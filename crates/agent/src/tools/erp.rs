use std::sync::Arc;
use std::time::{Duration, Instant};

use async_trait::async_trait;
use procura_core::config::ErpConfig;
use reqwest::{Client, RequestBuilder, Response, StatusCode};
use secrecy::{ExposeSecret, SecretString};
use serde::Deserialize;
use serde_json::{json, Value};
use tokio::sync::Mutex;
use tracing::{debug, info};

use super::filter::ErpFilter;
use super::{
    optional_str, outcome_schema, required_amount, required_str, Tool, ToolContext, ToolDescriptor, ToolError,
    ToolPayload,
};

const TOKEN_EXPIRY_MARGIN: Duration = Duration::from_secs(60);

#[derive(Clone)]
struct CachedToken {
    value: SecretString,
    expires_at: Instant,
}

#[derive(Debug, Deserialize)]
struct TokenResponse {
    access_token: String,
    #[serde(default)]
    expires_in: Option<u64>,
}

#[derive(Debug, Deserialize)]
struct Collection {
    #[serde(default)]
    value: Vec<Value>,
}

/// ERP REST client. When a token endpoint is configured every request carries a
/// client-credentials bearer token, cached until shortly before it expires.
pub struct ErpClient {
    client: Client,
    base_url: Option<String>,
    token_url: Option<String>,
    client_id: Option<String>,
    client_secret: Option<SecretString>,
    scope: Option<String>,
    token: Mutex<Option<CachedToken>>,
}

impl ErpClient {
    pub fn from_config(config: &ErpConfig, client: Client) -> Self {
        Self {
            client,
            base_url: config.base_url.as_ref().map(|url| url.trim_end_matches('/').to_string()),
            token_url: config.token_url.clone(),
            client_id: config.client_id.clone(),
            client_secret: config.client_secret.clone(),
            scope: config.scope.clone(),
            token: Mutex::new(None),
        }
    }

    pub async fn list(
        &self,
        entity: &str,
        filter: &ErpFilter,
    ) -> Result<Vec<Value>, ToolError> {
        let mut request = self.client.get(self.entity_url(entity)?);
        if !filter.is_empty() {
            request = request.query(&[("$filter", filter.to_string())]);
        }

        let response = self.send(request).await?;
        let collection: Collection =
            response.json().await.map_err(|error| ToolError::Decode(error.to_string()))?;
        debug!(event_name = "erp.listed", entity, count = collection.value.len());
        Ok(collection.value)
    }

    pub async fn create(
        &self,
        entity: &str,
        body: &Value,
        correlation_id: Option<&str>,
    ) -> Result<Value, ToolError> {
        let mut request = self.client.post(self.entity_url(entity)?).json(body);
        if let Some(correlation_id) = correlation_id {
            request = request.header("x-correlation-id", correlation_id);
        }

        let response = self.send(request).await?;
        let created = response.json().await.map_err(|error| ToolError::Decode(error.to_string()))?;
        info!(
            event_name = "erp.created",
            entity,
            correlation_id = correlation_id.unwrap_or_default(),
            "erp record created"
        );
        Ok(created)
    }

    fn entity_url(&self, entity: &str) -> Result<String, ToolError> {
        let base_url =
            self.base_url.as_deref().ok_or_else(|| ToolError::NotConfigured("erp.base_url".to_string()))?;
        Ok(format!("{base_url}/{entity}"))
    }

    async fn send(&self, request: RequestBuilder) -> Result<Response, ToolError> {
        let request = match self.bearer_token().await? {
            Some(token) => request.bearer_auth(token.expose_secret()),
            None => request,
        };

        let response =
            request.send().await.map_err(|error| ToolError::Transport(error.to_string()))?;
        let status = response.status();
        if status.is_success() {
            return Ok(response);
        }

        let message = response.text().await.unwrap_or_default();
        if status == StatusCode::UNAUTHORIZED {
            *self.token.lock().await = None;
            return Err(ToolError::Unauthorized(message));
        }
        Err(ToolError::Upstream { status: status.as_u16(), message })
    }

    async fn bearer_token(&self) -> Result<Option<SecretString>, ToolError> {
        let Some(token_url) = self.token_url.as_deref() else {
            return Ok(None);
        };

        let mut cached = self.token.lock().await;
        if let Some(token) = cached.as_ref() {
            if token.expires_at > Instant::now() {
                return Ok(Some(token.value.clone()));
            }
        }

        let client_id = self
            .client_id
            .as_deref()
            .ok_or_else(|| ToolError::NotConfigured("erp.client_id".to_string()))?;
        let client_secret = self
            .client_secret
            .as_ref()
            .ok_or_else(|| ToolError::NotConfigured("erp.client_secret".to_string()))?;

        let mut form = vec![
            ("grant_type", "client_credentials".to_string()),
            ("client_id", client_id.to_string()),
            ("client_secret", client_secret.expose_secret().to_string()),
        ];
        if let Some(scope) = &self.scope {
            form.push(("scope", scope.clone()));
        }

        let response = self
            .client
            .post(token_url)
            .form(&form)
            .send()
            .await
            .map_err(|error| ToolError::Transport(error.to_string()))?;
        let status = response.status();
        if !status.is_success() {
            let message = response.text().await.unwrap_or_default();
            return Err(ToolError::Unauthorized(format!("token endpoint returned {status}: {message}")));
        }

        let token: TokenResponse =
            response.json().await.map_err(|error| ToolError::Decode(error.to_string()))?;
        let lifetime = Duration::from_secs(token.expires_in.unwrap_or(3600));
        let value = SecretString::from(token.access_token);
        *cached = Some(CachedToken {
            value: value.clone(),
            expires_at: Instant::now() + lifetime.saturating_sub(TOKEN_EXPIRY_MARGIN),
        });
        debug!(event_name = "erp.token_refreshed", expires_in_secs = lifetime.as_secs());
        Ok(Some(value))
    }
}

fn filter_schema(subject: &str) -> Value {
    json!({
        "type": "object",
        "properties": {
            "filter_params": {
                "type": "string",
                "description": format!(
                    "Filter for {subject}: `field op value` clauses joined with `and`; ops eq, ne, gt, ge, lt, le; quote text with single quotes. Empty returns everything."
                )
            }
        },
        "additionalProperties": false
    })
}

async fn list_with_filter(
    erp: &ErpClient,
    entity: &str,
    input: &Value,
    subject: &str,
) -> Result<ToolPayload, ToolError> {
    let raw = optional_str(input, "filter_params").unwrap_or_default();
    let filter = ErpFilter::parse(&raw)?;
    let items = erp.list(entity, &filter).await?;
    let message = format!("Found {} {subject}.", items.len());
    Ok(ToolPayload::list(items, message))
}

pub struct PurchaseOrdersTool {
    erp: Arc<ErpClient>,
}

impl PurchaseOrdersTool {
    pub fn new(erp: Arc<ErpClient>) -> Self {
        Self { erp }
    }
}

#[async_trait]
impl Tool for PurchaseOrdersTool {
    fn descriptor(&self) -> ToolDescriptor {
        ToolDescriptor {
            name: "get_purchase_orders".to_string(),
            description: "List purchase orders from the ERP system.".to_string(),
            input_schema: filter_schema("purchase orders"),
            output_schema: outcome_schema(),
            side_effect: false,
        }
    }

    async fn execute(&self, input: Value, _context: ToolContext) -> Result<ToolPayload, ToolError> {
        list_with_filter(&self.erp, "purchaseOrders", &input, "purchase orders").await
    }
}

pub struct PurchaseDocumentsTool {
    erp: Arc<ErpClient>,
}

impl PurchaseDocumentsTool {
    pub fn new(erp: Arc<ErpClient>) -> Self {
        Self { erp }
    }
}

#[async_trait]
impl Tool for PurchaseDocumentsTool {
    fn descriptor(&self) -> ToolDescriptor {
        ToolDescriptor {
            name: "get_purchase_documents".to_string(),
            description: "List purchase documents (orders, invoices, credit memos) from the ERP system."
                .to_string(),
            input_schema: filter_schema("purchase documents"),
            output_schema: outcome_schema(),
            side_effect: false,
        }
    }

    async fn execute(&self, input: Value, _context: ToolContext) -> Result<ToolPayload, ToolError> {
        list_with_filter(&self.erp, "purchaseDocuments", &input, "purchase documents").await
    }
}

pub struct PurchaseDocumentLinesTool {
    erp: Arc<ErpClient>,
}

impl PurchaseDocumentLinesTool {
    pub fn new(erp: Arc<ErpClient>) -> Self {
        Self { erp }
    }
}

#[async_trait]
impl Tool for PurchaseDocumentLinesTool {
    fn descriptor(&self) -> ToolDescriptor {
        ToolDescriptor {
            name: "get_purchase_document_lines".to_string(),
            description: "List the lines of one purchase document.".to_string(),
            input_schema: json!({
                "type": "object",
                "properties": {
                    "document_no": {"type": "string", "description": "Purchase document number"}
                },
                "required": ["document_no"],
                "additionalProperties": false
            }),
            output_schema: outcome_schema(),
            side_effect: false,
        }
    }

    async fn execute(&self, input: Value, _context: ToolContext) -> Result<ToolPayload, ToolError> {
        let document_no = required_str(&input, "document_no")?;
        let lines =
            self.erp.list("purchaseDocumentLines", &ErpFilter::equals("documentNo", &document_no)).await?;
        let message = format!("Found {} lines for document {document_no}.", lines.len());
        Ok(ToolPayload::list(lines, message))
    }
}

/// Posts a purchase order. `toimittaja` is the supplier, `tuote` the product, `hinta` the price.
pub struct PoPostingTool {
    erp: Arc<ErpClient>,
}

impl PoPostingTool {
    pub fn new(erp: Arc<ErpClient>) -> Self {
        Self { erp }
    }
}

#[async_trait]
impl Tool for PoPostingTool {
    fn descriptor(&self) -> ToolDescriptor {
        ToolDescriptor {
            name: "po_posting_api".to_string(),
            description: "Create a purchase order in the ERP system.".to_string(),
            input_schema: json!({
                "type": "object",
                "properties": {
                    "toimittaja": {"type": "string", "description": "Supplier name"},
                    "tuote": {"type": "string", "description": "Product or service"},
                    "hinta": {"type": "number", "description": "Price"}
                },
                "required": ["toimittaja", "tuote", "hinta"],
                "additionalProperties": false
            }),
            output_schema: outcome_schema(),
            side_effect: true,
        }
    }

    async fn execute(&self, input: Value, context: ToolContext) -> Result<ToolPayload, ToolError> {
        let supplier = required_str(&input, "toimittaja")?;
        let product = required_str(&input, "tuote")?;
        let price = required_amount(&input, "hinta")?;

        let body = json!({
            "vendorName": supplier,
            "description": product,
            "unitCost": price,
            "externalDocumentNumber": context.correlation_id,
        });
        let created =
            self.erp.create("purchaseOrders", &body, context.correlation_id.as_deref()).await?;
        let number = created
            .get("number")
            .and_then(Value::as_str)
            .map(str::to_string)
            .unwrap_or_else(|| "pending".to_string());
        Ok(ToolPayload::single(
            created,
            format!("Purchase order {number} posted for {supplier} ({product}, {price:.2})."),
        ))
    }
}
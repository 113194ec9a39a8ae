pub mod config;
pub mod doctor;
pub mod roles;

use procura_core::config::{AppConfig, LoadOptions};
use serde::Serialize;
use serde_json::Value;

pub const EXIT_CONFIG_INVALID: u8 = 2;
pub const EXIT_CHECK_FAILED: u8 = 3;

#[derive(Debug, Clone)]
pub struct CommandResult {
    pub exit_code: u8,
    pub output: String,
}

#[derive(Debug, Serialize)]
struct CommandOutcome {
    command: String,
    status: String,
    #[serde(skip_serializing_if = "Option::is_none")]
    error_class: Option<String>,
    message: String,
    #[serde(skip_serializing_if = "Option::is_none")]
    data: Option<Value>,
}

impl CommandResult {
    pub fn text(exit_code: u8, output: impl Into<String>) -> Self {
        Self { exit_code, output: output.into() }
    }

    pub fn success(command: &str, message: impl Into<String>, data: Option<Value>) -> Self {
        let payload = CommandOutcome {
            command: command.to_string(),
            status: "ok".to_string(),
            error_class: None,
            message: message.into(),
            data,
        };
        Self { exit_code: 0, output: serialize_payload(payload) }
    }

    pub fn failure(
        command: &str,
        error_class: &str,
        message: impl Into<String>,
        exit_code: u8,
    ) -> Self {
        let payload = CommandOutcome {
            command: command.to_string(),
            status: "error".to_string(),
            error_class: Some(error_class.to_string()),
            message: message.into(),
            data: None,
        };
        Self { exit_code, output: serialize_payload(payload) }
    }
}

/// Loads configuration the same way the server does.
pub(crate) fn load_config() -> Result<AppConfig, String> {
    AppConfig::load(LoadOptions::default()).map_err(|error| error.to_string())
}

/// Single-threaded runtime for commands that talk to a gateway.
pub(crate) fn block_on<F: std::future::Future>(future: F) -> Result<F::Output, String> {
    tokio::runtime::Builder::new_current_thread()
        .enable_all()
        .build()
        .map(|runtime| runtime.block_on(future))
        .map_err(|error| format!("failed to initialize async runtime: {error}"))
}

fn serialize_payload(payload: CommandOutcome) -> String {
    serde_json::to_string(&payload).unwrap_or_else(|error| {
        format!(
            "{{\"command\":\"unknown\",\"status\":\"error\",\"error_class\":\"serialization\",\"message\":\"{}\"}}",
            error.to_string().replace('\\', "\\\\").replace('"', "\\\"")
        )
    })
}
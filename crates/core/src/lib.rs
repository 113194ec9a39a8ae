pub mod audit;
pub mod config;
pub mod domain;
pub mod errors;

pub use audit::{AuditCategory, AuditEvent, AuditOutcome, AuditSink, InMemoryAuditSink, NoopAuditSink};
pub use domain::{AgentRole, Instruction, InstructionSource, UnknownRole};
pub use errors::{DispatchError, InterfaceError};
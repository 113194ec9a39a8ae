use std::fmt;
use std::str::FromStr;

use serde::{Deserialize, Serialize};
use thiserror::Error;

/// Named agent roles known to the assistant. The triage role is the entry point;
/// every other role is a specialist the triage agent can hand off to.
#[derive(Clone, Copy, Debug, PartialEq, Eq, Hash, PartialOrd, Ord, Serialize, Deserialize)]
pub enum AgentRole {
    GeneralistProcurementAgent,
    SearchAgent,
    InternalKnowledgeSearch,
    PurchaseHistorySearchAgent,
    ApprovalSpecialistAgent,
    #[serde(rename = "POPostingAgent")]
    PoPostingAgent,
}

impl AgentRole {
    pub const ALL: [AgentRole; 6] = [
        Self::GeneralistProcurementAgent,
        Self::SearchAgent,
        Self::InternalKnowledgeSearch,
        Self::PurchaseHistorySearchAgent,
        Self::ApprovalSpecialistAgent,
        Self::PoPostingAgent,
    ];

    pub const TRIAGE: AgentRole = Self::GeneralistProcurementAgent;

    pub fn as_str(&self) -> &'static str {
        match self {
            Self::GeneralistProcurementAgent => "GeneralistProcurementAgent",
            Self::SearchAgent => "SearchAgent",
            Self::InternalKnowledgeSearch => "InternalKnowledgeSearch",
            Self::PurchaseHistorySearchAgent => "PurchaseHistorySearchAgent",
            Self::ApprovalSpecialistAgent => "ApprovalSpecialistAgent",
            Self::PoPostingAgent => "POPostingAgent",
        }
    }

    pub fn is_triage(&self) -> bool {
        *self == Self::TRIAGE
    }

    /// Worker roles wired by default, in handoff order.
    pub fn default_workers() -> Vec<AgentRole> {
        vec![Self::SearchAgent, Self::InternalKnowledgeSearch, Self::PurchaseHistorySearchAgent]
    }
}

impl fmt::Display for AgentRole {
    fn fmt(&self, f: &mut fmt::Formatter<'_>) -> fmt::Result {
        f.write_str(self.as_str())
    }
}

#[derive(Clone, Debug, Error, PartialEq, Eq)]
#[error("unknown agent role `{0}`")]
pub struct UnknownRole(pub String);

impl FromStr for AgentRole {
    type Err = UnknownRole;

    fn from_str(value: &str) -> Result<Self, Self::Err> {
        let trimmed = value.trim();
        Self::ALL
            .into_iter()
            .find(|role| role.as_str().eq_ignore_ascii_case(trimmed))
            .ok_or_else(|| UnknownRole(trimmed.to_string()))
    }
}

#[derive(Clone, Copy, Debug, PartialEq, Eq, Serialize, Deserialize)]
#[serde(rename_all = "snake_case")]
pub enum InstructionSource {
    Default,
    Override,
}

/// Instruction text bound to one agent, stamped with the version it was stored under.
/// Compiled-in defaults carry version 0.
#[derive(Clone, Debug, PartialEq, Eq, Serialize, Deserialize)]
pub struct Instruction {
    pub agent_name: String,
    pub text: String,
    pub source: InstructionSource,
    pub version: u64,
}

impl Instruction {
    pub fn default_for(role: AgentRole, text: impl Into<String>) -> Self {
        Self {
            agent_name: role.as_str().to_string(),
            text: text.into(),
            source: InstructionSource::Default,
            version: 0,
        }
    }

    pub fn is_override(&self) -> bool {
        self.source == InstructionSource::Override
    }
}
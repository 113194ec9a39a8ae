use std::sync::Arc;

use procura_agent::graph::GraphLayout;
use procura_agent::instructions::gateway_from_config;
use procura_agent::tools::standard_registry;
use procura_agent::{AgentGraphBuilder, InstructionStore};
use procura_core::config::AppConfig;
use procura_core::{AgentRole, NoopAuditSink};
use serde::Serialize;

use super::{block_on, load_config, CommandResult, EXIT_CHECK_FAILED, EXIT_CONFIG_INVALID};

#[derive(Clone, Copy, Debug, PartialEq, Eq, Serialize)]
#[serde(rename_all = "snake_case")]
enum CheckStatus {
    Pass,
    Fail,
    Skipped,
}

#[derive(Debug, Serialize)]
struct DoctorCheck {
    name: &'static str,
    status: CheckStatus,
    details: String,
}

#[derive(Debug, Serialize)]
struct DoctorReport {
    overall_status: CheckStatus,
    summary: String,
    checks: Vec<DoctorCheck>,
}

pub fn run(json_output: bool) -> CommandResult {
    let report = build_report();
    let exit_code = match report.checks.first() {
        Some(check) if check.status == CheckStatus::Fail => EXIT_CONFIG_INVALID,
        _ if report.overall_status == CheckStatus::Fail => EXIT_CHECK_FAILED,
        _ => 0,
    };

    if json_output {
        let output = serde_json::to_string_pretty(&report).unwrap_or_else(|error| {
            format!(
                "{{\"overall_status\":\"fail\",\"summary\":\"doctor serialization failed\",\"error\":\"{}\"}}",
                escape_json(&error.to_string())
            )
        });
        return CommandResult::text(exit_code, output);
    }

    CommandResult::text(exit_code, render_human(&report))
}

fn build_report() -> DoctorReport {
    let mut checks = Vec::new();

    match load_config() {
        Ok(config) => {
            checks.push(DoctorCheck {
                name: "config_validation",
                status: CheckStatus::Pass,
                details: "configuration loaded and validated".to_string(),
            });
            let store = Arc::new(InstructionStore::default());
            checks.push(check_instruction_gateway(&config, &store));
            checks.extend(check_agent_graph(&config, store));
        }
        Err(error) => {
            checks.push(DoctorCheck {
                name: "config_validation",
                status: CheckStatus::Fail,
                details: error,
            });
            for name in ["instruction_gateway", "tool_registry", "agent_graph"] {
                checks.push(DoctorCheck {
                    name,
                    status: CheckStatus::Skipped,
                    details: "skipped because configuration did not load".to_string(),
                });
            }
        }
    }

    let all_pass = checks.iter().all(|check| check.status == CheckStatus::Pass);
    let overall_status = if all_pass { CheckStatus::Pass } else { CheckStatus::Fail };
    let summary = if all_pass {
        "doctor: all readiness checks passed".to_string()
    } else {
        "doctor: one or more readiness checks failed".to_string()
    };

    DoctorReport { overall_status, summary, checks }
}

fn check_instruction_gateway(config: &AppConfig, store: &InstructionStore) -> DoctorCheck {
    let gateway = match gateway_from_config(config, reqwest::Client::new()) {
        Ok(gateway) => gateway,
        Err(error) => {
            return DoctorCheck {
                name: "instruction_gateway",
                status: CheckStatus::Fail,
                details: error.to_string(),
            };
        }
    };

    match block_on(store.hydrate(gateway.as_ref(), &AgentRole::ALL)) {
        Ok(Ok(loaded)) => DoctorCheck {
            name: "instruction_gateway",
            status: CheckStatus::Pass,
            details: format!("{} gateway returned {} instruction(s)", gateway.name(), loaded.len()),
        },
        Ok(Err(error)) => DoctorCheck {
            name: "instruction_gateway",
            status: CheckStatus::Fail,
            details: format!("{} gateway: {error}", gateway.name()),
        },
        Err(error) => {
            DoctorCheck { name: "instruction_gateway", status: CheckStatus::Fail, details: error }
        }
    }
}

fn check_agent_graph(config: &AppConfig, store: Arc<InstructionStore>) -> Vec<DoctorCheck> {
    let registry = Arc::new(standard_registry(
        config,
        reqwest::Client::new(),
        Arc::new(NoopAuditSink),
    ));
    let tools = DoctorCheck {
        name: "tool_registry",
        status: if registry.is_empty() { CheckStatus::Fail } else { CheckStatus::Pass },
        details: format!("{} tool(s) registered", registry.len()),
    };

    let graph = AgentGraphBuilder::new(store, registry, GraphLayout::from_config(config));
    let readiness = graph.readiness();
    let agent_graph = if readiness.is_ready() {
        DoctorCheck {
            name: "agent_graph",
            status: CheckStatus::Pass,
            details: format!("{} role(s) ready", readiness.roles.len()),
        }
    } else {
        DoctorCheck {
            name: "agent_graph",
            status: CheckStatus::Fail,
            details: format!("configuration missing for: {}", readiness.missing().join(", ")),
        }
    };

    vec![tools, agent_graph]
}

fn render_human(report: &DoctorReport) -> String {
    let mut lines = Vec::new();
    lines.push(report.summary.clone());

    for check in &report.checks {
        let marker = match check.status {
            CheckStatus::Pass => "ok",
            CheckStatus::Fail => "fail",
            CheckStatus::Skipped => "skip",
        };
        lines.push(format!("- [{marker}] {}: {}", check.name, check.details));
    }

    lines.join("\n")
}

fn escape_json(value: &str) -> String {
    value.replace('\\', "\\\\").replace('"', "\\\"")
}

- - -

REQUIREMENT:
Within the entries above, how many lines contain the word "AppConfig"? State the number only.

ANSWER BOX:
6